What you will do.
Only one stretch of the data below is wanted: the lines from the one with "self.push_receipt(id, ClaimType::Unlock, sender, coin);" through the one with "self.oracle.update_whitelist(admin, validator, op)", repeated exactly.

(Stored records)
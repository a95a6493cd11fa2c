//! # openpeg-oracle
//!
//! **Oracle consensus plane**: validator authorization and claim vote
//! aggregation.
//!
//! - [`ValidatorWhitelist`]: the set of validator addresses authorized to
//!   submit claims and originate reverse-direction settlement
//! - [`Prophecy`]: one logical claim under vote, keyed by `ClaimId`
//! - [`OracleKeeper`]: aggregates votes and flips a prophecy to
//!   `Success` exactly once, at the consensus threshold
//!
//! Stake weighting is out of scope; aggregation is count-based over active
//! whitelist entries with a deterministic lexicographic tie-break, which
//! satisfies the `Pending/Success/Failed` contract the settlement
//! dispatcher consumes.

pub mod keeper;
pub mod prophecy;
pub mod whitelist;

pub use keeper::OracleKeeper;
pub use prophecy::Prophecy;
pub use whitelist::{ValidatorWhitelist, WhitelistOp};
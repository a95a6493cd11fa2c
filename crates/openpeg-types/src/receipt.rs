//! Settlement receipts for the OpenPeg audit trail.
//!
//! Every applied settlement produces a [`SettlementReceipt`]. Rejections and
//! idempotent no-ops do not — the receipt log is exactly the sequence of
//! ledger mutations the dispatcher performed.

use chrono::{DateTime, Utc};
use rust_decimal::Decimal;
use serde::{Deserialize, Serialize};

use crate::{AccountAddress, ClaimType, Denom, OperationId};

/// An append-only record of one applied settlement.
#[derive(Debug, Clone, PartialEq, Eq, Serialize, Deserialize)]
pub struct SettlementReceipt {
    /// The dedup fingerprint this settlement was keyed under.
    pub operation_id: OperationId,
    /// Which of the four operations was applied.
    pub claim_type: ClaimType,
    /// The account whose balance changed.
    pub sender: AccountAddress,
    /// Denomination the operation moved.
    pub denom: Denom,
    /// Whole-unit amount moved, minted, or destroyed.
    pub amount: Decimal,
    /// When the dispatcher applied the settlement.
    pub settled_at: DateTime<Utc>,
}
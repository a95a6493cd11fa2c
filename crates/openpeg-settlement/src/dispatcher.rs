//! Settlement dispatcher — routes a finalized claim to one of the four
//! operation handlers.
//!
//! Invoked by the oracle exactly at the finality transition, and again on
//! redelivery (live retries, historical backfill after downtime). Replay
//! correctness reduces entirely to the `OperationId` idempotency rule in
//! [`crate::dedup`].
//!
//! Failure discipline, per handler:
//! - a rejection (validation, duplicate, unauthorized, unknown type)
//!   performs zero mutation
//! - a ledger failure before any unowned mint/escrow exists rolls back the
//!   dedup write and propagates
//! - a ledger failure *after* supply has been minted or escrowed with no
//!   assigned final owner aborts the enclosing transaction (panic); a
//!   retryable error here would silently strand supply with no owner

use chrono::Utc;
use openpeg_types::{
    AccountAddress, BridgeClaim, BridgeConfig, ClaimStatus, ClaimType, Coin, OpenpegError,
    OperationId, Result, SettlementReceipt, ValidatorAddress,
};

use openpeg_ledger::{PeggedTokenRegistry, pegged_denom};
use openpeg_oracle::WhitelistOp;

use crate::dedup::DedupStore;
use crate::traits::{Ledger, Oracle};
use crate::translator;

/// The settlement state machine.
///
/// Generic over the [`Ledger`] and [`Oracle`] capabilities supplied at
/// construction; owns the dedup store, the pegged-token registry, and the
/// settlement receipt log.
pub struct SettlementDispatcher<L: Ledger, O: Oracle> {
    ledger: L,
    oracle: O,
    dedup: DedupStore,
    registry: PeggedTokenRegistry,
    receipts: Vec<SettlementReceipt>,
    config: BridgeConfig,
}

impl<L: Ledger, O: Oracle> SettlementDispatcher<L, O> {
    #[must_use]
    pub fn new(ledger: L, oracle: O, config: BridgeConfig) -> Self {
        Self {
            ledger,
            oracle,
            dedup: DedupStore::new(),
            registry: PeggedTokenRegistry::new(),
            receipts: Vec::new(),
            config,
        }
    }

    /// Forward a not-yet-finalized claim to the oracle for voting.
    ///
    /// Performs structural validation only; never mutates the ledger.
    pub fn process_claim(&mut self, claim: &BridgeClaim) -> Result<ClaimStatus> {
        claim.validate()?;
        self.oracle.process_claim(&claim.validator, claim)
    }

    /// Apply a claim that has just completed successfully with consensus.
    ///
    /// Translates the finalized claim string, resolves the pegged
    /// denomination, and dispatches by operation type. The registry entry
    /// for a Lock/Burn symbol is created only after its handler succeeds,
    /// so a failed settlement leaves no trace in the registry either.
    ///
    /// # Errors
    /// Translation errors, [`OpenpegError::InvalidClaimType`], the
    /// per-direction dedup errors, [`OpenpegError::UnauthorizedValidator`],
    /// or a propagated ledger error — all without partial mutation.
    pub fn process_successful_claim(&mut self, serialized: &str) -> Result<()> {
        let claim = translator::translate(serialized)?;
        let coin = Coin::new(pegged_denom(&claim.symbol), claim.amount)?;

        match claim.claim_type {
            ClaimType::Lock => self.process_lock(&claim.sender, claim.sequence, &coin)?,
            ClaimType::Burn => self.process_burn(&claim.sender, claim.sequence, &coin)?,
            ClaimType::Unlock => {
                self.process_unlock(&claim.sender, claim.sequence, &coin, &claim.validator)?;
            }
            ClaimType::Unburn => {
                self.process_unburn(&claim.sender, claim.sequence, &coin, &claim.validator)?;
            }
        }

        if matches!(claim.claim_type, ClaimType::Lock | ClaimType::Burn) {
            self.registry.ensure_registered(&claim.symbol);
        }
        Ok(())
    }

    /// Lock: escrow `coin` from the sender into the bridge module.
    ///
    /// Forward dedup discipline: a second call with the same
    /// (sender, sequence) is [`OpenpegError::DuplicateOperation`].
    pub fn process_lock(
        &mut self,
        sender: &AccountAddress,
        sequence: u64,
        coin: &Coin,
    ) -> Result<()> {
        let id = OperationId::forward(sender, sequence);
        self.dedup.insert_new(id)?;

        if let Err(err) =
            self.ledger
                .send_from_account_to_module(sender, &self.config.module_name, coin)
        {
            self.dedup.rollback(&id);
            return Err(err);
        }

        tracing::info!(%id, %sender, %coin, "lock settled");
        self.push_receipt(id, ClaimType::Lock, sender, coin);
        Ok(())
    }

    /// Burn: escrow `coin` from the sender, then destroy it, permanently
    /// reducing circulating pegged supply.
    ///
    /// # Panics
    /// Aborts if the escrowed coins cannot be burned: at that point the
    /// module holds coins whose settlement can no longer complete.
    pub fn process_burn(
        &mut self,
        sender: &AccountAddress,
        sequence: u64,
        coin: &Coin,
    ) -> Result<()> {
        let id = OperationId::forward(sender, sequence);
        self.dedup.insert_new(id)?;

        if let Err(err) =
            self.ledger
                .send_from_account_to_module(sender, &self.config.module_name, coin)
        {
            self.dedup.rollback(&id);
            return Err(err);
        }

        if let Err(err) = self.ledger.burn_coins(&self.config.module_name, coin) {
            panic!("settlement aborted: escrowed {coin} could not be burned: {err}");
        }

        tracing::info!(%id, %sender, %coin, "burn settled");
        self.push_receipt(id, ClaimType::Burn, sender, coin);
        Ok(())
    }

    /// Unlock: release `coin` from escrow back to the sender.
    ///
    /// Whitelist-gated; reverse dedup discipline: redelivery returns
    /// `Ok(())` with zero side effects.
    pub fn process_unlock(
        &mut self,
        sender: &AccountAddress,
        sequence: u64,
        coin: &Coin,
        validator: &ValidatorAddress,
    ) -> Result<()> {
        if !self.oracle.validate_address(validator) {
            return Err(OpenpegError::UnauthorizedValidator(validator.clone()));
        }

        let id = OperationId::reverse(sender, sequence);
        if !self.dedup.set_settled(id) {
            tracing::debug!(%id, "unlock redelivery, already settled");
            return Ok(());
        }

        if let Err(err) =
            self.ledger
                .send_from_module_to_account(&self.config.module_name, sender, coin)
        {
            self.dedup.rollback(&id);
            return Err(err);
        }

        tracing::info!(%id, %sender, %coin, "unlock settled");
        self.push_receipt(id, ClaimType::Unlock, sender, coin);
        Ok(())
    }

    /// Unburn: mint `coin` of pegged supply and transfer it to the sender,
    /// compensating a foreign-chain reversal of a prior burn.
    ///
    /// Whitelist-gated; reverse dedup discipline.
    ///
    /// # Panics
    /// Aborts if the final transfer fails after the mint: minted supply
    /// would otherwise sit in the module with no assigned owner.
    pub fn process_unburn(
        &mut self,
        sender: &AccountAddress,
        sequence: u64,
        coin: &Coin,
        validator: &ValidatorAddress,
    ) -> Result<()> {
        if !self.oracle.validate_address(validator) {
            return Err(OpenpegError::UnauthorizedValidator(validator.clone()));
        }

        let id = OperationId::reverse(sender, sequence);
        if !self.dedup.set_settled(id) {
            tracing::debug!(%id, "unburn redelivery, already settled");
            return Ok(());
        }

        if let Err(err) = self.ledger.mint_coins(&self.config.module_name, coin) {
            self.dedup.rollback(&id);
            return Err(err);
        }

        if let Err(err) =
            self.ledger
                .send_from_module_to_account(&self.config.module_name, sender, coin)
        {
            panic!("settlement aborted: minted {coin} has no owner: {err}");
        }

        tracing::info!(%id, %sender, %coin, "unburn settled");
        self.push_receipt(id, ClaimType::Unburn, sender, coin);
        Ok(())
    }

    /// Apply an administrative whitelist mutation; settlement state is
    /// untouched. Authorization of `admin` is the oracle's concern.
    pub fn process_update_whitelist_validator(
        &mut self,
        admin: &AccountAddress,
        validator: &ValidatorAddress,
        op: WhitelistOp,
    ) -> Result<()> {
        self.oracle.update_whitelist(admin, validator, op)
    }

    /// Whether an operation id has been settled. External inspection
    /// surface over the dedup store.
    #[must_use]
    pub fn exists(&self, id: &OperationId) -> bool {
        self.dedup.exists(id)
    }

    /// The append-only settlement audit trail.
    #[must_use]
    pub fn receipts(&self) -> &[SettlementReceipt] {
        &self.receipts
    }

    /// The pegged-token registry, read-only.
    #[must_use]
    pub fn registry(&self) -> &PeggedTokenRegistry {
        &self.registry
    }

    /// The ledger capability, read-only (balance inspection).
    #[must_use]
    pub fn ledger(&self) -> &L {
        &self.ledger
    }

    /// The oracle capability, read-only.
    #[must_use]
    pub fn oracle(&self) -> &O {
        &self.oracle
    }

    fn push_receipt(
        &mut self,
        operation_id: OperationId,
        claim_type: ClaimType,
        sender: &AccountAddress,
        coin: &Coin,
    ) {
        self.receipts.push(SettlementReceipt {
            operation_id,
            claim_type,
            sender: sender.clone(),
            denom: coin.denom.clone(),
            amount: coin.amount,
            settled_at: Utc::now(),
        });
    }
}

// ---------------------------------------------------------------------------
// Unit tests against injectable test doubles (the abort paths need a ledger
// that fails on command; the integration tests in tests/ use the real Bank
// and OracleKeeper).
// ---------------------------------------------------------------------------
...
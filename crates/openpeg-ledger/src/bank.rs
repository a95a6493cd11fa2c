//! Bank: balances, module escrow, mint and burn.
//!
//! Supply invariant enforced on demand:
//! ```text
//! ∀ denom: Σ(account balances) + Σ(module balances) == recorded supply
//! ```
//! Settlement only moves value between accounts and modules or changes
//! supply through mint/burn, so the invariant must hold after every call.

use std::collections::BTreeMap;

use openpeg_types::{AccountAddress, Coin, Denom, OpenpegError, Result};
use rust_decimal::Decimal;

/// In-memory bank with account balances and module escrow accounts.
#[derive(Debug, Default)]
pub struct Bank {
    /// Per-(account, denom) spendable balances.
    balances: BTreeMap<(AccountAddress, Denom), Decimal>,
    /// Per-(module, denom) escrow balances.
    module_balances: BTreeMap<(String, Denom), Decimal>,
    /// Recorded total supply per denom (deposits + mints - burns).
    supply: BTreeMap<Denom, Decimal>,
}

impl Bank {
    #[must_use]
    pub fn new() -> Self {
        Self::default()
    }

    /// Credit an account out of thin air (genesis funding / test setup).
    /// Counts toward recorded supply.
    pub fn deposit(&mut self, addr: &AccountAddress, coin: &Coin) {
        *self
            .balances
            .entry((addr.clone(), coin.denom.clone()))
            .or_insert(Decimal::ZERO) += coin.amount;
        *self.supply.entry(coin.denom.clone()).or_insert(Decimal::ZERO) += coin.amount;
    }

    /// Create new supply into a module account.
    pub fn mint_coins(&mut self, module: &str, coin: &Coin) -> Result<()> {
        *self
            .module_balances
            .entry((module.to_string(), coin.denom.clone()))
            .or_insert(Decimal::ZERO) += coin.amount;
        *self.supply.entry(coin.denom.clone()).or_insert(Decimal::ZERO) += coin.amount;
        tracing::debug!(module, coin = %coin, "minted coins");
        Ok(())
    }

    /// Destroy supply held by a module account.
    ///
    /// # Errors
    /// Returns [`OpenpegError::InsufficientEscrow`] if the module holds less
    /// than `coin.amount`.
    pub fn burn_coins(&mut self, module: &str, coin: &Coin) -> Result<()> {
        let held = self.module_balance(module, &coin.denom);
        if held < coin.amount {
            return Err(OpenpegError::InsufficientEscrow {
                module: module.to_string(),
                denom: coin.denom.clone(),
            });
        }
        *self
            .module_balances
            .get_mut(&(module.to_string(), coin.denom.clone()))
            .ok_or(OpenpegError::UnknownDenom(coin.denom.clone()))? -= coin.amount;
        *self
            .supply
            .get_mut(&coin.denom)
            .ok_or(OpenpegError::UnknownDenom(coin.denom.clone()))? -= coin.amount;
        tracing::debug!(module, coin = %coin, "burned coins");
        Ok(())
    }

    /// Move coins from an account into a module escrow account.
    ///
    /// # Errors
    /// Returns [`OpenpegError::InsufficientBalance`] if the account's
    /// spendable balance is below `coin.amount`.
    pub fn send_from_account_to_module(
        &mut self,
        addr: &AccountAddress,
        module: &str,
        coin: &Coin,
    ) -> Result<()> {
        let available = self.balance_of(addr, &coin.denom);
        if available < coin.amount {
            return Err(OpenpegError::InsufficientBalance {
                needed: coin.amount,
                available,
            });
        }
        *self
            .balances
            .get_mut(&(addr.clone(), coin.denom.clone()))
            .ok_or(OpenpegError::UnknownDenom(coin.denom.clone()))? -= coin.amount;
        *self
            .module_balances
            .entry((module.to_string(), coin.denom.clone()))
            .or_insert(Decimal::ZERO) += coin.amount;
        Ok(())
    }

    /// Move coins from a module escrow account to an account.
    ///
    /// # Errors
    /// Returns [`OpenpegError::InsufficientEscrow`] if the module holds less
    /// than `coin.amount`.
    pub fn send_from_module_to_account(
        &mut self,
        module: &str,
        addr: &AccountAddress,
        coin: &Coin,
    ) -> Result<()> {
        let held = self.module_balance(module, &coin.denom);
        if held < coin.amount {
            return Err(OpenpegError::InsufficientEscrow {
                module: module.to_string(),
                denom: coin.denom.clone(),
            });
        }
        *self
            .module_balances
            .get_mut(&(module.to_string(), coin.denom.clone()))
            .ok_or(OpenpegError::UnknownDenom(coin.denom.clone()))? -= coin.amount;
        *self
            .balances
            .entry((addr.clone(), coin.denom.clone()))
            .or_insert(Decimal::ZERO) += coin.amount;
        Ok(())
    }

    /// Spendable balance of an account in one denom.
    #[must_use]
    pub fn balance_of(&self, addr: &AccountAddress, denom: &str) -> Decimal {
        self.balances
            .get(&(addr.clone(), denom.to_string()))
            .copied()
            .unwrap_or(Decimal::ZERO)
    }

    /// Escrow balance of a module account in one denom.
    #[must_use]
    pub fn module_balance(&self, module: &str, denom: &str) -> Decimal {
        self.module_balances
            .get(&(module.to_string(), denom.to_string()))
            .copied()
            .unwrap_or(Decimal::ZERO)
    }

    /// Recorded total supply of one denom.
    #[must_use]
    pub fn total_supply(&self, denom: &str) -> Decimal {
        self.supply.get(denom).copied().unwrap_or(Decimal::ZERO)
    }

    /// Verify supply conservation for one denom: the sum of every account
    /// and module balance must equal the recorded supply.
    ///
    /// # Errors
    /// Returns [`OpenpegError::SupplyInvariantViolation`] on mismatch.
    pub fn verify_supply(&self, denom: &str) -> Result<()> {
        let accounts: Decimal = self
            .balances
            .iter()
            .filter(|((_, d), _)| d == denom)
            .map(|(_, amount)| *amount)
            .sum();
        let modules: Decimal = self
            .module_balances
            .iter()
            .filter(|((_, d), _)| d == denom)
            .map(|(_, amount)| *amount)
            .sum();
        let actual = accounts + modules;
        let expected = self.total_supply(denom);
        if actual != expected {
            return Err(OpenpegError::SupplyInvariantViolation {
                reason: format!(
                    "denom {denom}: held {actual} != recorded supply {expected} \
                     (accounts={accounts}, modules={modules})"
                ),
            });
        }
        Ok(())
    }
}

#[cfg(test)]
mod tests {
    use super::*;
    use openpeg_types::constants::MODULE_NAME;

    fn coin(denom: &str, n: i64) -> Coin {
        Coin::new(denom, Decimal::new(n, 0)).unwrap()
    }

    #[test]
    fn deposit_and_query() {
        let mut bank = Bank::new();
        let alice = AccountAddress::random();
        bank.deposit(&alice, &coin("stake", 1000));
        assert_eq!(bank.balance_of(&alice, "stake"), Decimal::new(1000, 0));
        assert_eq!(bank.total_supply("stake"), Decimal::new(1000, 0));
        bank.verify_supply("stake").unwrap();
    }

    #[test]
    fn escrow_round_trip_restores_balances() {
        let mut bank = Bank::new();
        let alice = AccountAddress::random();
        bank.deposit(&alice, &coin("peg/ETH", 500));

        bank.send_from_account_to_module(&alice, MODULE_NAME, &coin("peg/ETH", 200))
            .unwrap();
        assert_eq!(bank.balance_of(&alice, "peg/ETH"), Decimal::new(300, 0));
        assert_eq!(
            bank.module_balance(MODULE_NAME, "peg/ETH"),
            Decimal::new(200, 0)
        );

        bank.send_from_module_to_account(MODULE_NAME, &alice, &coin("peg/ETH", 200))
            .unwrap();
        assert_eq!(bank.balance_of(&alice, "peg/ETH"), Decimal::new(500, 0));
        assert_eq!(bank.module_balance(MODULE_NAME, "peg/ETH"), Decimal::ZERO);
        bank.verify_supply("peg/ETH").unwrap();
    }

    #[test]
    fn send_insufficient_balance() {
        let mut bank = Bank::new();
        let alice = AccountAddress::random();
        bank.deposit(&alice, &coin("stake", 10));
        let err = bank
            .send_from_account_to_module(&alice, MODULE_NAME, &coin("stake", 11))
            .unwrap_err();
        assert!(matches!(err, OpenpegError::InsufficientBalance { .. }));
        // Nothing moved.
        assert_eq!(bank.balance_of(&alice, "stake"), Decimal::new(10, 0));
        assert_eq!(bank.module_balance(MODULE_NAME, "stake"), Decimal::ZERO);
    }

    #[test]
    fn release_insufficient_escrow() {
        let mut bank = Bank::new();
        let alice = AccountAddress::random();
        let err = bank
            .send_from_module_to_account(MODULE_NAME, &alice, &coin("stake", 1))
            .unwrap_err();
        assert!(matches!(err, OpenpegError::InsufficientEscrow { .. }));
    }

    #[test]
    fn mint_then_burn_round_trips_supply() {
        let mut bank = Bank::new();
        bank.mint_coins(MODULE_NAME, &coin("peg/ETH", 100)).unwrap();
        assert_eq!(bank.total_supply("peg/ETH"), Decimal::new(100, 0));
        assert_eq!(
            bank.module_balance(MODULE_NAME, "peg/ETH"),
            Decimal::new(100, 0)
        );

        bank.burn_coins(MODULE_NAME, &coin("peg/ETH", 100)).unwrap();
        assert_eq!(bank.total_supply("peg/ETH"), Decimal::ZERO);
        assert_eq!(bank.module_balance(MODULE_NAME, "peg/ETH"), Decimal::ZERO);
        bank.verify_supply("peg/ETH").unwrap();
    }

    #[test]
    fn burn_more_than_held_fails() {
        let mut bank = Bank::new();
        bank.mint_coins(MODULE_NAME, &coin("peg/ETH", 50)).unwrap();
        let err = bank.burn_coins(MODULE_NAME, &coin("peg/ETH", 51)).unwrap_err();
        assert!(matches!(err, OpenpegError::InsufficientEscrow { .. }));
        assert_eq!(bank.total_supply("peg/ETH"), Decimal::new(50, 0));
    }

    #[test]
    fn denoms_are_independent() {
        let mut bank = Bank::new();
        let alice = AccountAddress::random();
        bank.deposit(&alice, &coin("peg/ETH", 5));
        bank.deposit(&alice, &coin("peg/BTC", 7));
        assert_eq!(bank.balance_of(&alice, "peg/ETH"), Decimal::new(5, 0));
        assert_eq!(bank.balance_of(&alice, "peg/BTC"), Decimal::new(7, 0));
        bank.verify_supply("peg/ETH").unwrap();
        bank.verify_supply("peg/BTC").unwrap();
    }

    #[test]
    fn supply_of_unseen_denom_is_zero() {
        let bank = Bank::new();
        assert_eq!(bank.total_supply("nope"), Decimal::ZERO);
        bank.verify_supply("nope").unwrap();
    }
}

Solution for this exercise.
        self.push_receipt(id, ClaimType::Unlock, sender, coin);
        Ok(())
    }

    /// Unburn: mint `coin` of pegged supply and transfer it to the sender,
    /// compensating a foreign-chain reversal of a prior burn.
    ///
    /// Whitelist-gated; reverse dedup discipline.
    ///
    /// # Panics
    /// Aborts if the final transfer fails after the mint: minted supply
    /// would otherwise sit in the module with no assigned owner.
    pub fn process_unburn(
        &mut self,
        sender: &AccountAddress,
        sequence: u64,
        coin: &Coin,
        validator: &ValidatorAddress,
    ) -> Result<()> {
        if !self.oracle.validate_address(validator) {
            return Err(OpenpegError::UnauthorizedValidator(validator.clone()));
        }

        let id = OperationId::reverse(sender, sequence);
        if !self.dedup.set_settled(id) {
            tracing::debug!(%id, "unburn redelivery, already settled");
            return Ok(());
        }

        if let Err(err) = self.ledger.mint_coins(&self.config.module_name, coin) {
            self.dedup.rollback(&id);
            return Err(err);
        }

        if let Err(err) =
            self.ledger
                .send_from_module_to_account(&self.config.module_name, sender, coin)
        {
            panic!("settlement aborted: minted {coin} has no owner: {err}");
        }

        tracing::info!(%id, %sender, %coin, "unburn settled");
        self.push_receipt(id, ClaimType::Unburn, sender, coin);
        Ok(())
    }

    /// Apply an administrative whitelist mutation; settlement state is
    /// untouched. Authorization of `admin` is the oracle's concern.
    pub fn process_update_whitelist_validator(
        &mut self,
        admin: &AccountAddress,
        validator: &ValidatorAddress,
        op: WhitelistOp,
    ) -> Result<()> {
        self.oracle.update_whitelist(admin, validator, op)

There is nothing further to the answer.